## WORK ITEM
Every line that holds the word "cell" needs to be copied from the data below.
--- DATA TO USE ---
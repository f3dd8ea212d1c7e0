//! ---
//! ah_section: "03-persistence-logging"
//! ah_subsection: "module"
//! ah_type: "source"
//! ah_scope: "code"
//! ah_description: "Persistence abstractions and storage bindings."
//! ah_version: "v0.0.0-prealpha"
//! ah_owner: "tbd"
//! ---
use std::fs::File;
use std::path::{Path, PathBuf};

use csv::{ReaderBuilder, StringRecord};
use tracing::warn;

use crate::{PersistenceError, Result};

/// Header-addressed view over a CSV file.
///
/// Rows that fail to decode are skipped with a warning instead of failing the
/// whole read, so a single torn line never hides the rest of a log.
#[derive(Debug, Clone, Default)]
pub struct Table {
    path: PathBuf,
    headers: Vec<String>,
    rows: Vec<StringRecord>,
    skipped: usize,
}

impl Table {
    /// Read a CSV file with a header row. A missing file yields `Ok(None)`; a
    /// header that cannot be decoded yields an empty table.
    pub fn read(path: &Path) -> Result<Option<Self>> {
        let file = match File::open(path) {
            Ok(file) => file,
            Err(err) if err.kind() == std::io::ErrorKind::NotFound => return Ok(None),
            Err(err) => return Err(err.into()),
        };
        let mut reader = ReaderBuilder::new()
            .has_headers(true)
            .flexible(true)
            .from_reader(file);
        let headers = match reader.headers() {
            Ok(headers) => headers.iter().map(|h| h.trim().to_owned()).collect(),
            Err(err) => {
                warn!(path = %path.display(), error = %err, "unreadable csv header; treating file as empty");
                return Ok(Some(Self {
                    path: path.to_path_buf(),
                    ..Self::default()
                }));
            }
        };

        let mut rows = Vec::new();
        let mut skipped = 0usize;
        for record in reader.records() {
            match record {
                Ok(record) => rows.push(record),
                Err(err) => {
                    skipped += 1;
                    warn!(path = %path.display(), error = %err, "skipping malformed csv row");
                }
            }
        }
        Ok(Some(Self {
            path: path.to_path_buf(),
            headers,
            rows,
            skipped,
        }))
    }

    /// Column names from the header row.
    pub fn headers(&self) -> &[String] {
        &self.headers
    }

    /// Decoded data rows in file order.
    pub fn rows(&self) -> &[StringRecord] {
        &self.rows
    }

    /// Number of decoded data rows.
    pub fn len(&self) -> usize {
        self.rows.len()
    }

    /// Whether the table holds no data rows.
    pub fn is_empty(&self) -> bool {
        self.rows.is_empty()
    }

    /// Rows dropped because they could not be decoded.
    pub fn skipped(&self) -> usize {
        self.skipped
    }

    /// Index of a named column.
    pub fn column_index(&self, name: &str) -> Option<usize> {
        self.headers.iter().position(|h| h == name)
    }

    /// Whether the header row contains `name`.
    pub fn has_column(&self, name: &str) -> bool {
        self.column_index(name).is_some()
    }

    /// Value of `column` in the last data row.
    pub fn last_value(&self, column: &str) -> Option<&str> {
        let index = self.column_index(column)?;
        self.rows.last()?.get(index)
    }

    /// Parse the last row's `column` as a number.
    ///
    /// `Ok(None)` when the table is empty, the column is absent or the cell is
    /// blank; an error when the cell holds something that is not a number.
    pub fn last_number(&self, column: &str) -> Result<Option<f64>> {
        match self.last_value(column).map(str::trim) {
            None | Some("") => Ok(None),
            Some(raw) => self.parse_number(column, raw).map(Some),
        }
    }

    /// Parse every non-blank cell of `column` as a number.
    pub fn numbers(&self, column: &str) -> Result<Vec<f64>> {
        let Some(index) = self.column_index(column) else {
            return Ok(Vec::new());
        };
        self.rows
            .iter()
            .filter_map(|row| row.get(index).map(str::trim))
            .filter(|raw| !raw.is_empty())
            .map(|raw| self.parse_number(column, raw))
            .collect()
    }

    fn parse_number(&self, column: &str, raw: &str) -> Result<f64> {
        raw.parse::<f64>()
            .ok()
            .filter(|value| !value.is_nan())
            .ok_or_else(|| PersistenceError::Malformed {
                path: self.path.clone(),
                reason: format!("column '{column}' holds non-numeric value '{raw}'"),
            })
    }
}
---
--- DATA TO USE ---
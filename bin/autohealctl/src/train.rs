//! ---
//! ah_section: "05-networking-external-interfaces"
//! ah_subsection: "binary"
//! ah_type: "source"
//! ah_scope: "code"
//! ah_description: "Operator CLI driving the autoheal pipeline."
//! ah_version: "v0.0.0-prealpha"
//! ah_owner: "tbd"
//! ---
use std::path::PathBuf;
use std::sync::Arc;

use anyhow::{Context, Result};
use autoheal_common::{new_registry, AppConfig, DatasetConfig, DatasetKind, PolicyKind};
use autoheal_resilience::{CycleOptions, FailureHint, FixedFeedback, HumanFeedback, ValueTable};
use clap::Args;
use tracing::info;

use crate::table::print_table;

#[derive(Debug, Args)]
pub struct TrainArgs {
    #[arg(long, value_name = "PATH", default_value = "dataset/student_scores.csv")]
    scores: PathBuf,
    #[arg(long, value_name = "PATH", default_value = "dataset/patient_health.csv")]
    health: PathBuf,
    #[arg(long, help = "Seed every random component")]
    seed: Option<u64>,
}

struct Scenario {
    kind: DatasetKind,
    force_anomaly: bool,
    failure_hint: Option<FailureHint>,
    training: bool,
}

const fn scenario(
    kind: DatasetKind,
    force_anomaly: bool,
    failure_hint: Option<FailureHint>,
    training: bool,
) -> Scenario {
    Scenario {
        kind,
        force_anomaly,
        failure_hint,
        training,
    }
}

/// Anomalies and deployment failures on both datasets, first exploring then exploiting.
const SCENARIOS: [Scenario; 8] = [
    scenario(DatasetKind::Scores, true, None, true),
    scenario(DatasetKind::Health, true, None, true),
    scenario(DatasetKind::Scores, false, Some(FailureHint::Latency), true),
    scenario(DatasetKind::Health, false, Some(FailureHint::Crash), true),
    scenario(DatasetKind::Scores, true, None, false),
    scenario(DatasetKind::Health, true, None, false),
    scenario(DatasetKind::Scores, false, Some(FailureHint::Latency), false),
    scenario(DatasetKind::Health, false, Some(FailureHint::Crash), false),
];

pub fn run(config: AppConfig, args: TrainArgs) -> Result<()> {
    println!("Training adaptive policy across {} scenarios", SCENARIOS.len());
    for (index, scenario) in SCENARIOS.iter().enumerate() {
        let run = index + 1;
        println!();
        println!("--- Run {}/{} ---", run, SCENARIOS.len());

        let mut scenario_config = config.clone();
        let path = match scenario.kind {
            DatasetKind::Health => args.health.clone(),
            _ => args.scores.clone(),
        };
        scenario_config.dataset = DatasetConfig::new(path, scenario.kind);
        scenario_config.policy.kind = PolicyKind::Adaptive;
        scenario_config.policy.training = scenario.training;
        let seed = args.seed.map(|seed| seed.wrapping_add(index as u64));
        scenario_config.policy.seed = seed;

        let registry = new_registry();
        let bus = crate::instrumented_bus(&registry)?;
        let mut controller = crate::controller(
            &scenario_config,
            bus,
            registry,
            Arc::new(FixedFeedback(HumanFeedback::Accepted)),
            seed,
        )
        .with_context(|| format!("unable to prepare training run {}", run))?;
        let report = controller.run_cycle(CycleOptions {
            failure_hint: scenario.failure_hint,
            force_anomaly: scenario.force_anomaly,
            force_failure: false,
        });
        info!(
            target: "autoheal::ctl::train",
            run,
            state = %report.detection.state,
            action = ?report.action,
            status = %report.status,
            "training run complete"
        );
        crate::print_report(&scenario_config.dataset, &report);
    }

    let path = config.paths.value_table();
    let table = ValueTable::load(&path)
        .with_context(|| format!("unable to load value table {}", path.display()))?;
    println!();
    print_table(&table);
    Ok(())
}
---
## EXERCISE RESPONSE
    /// `Ok(None)` when the table is empty, the column is absent or the cell is
    /// blank; an error when the cell holds something that is not a number.
    /// Parse every non-blank cell of `column` as a number.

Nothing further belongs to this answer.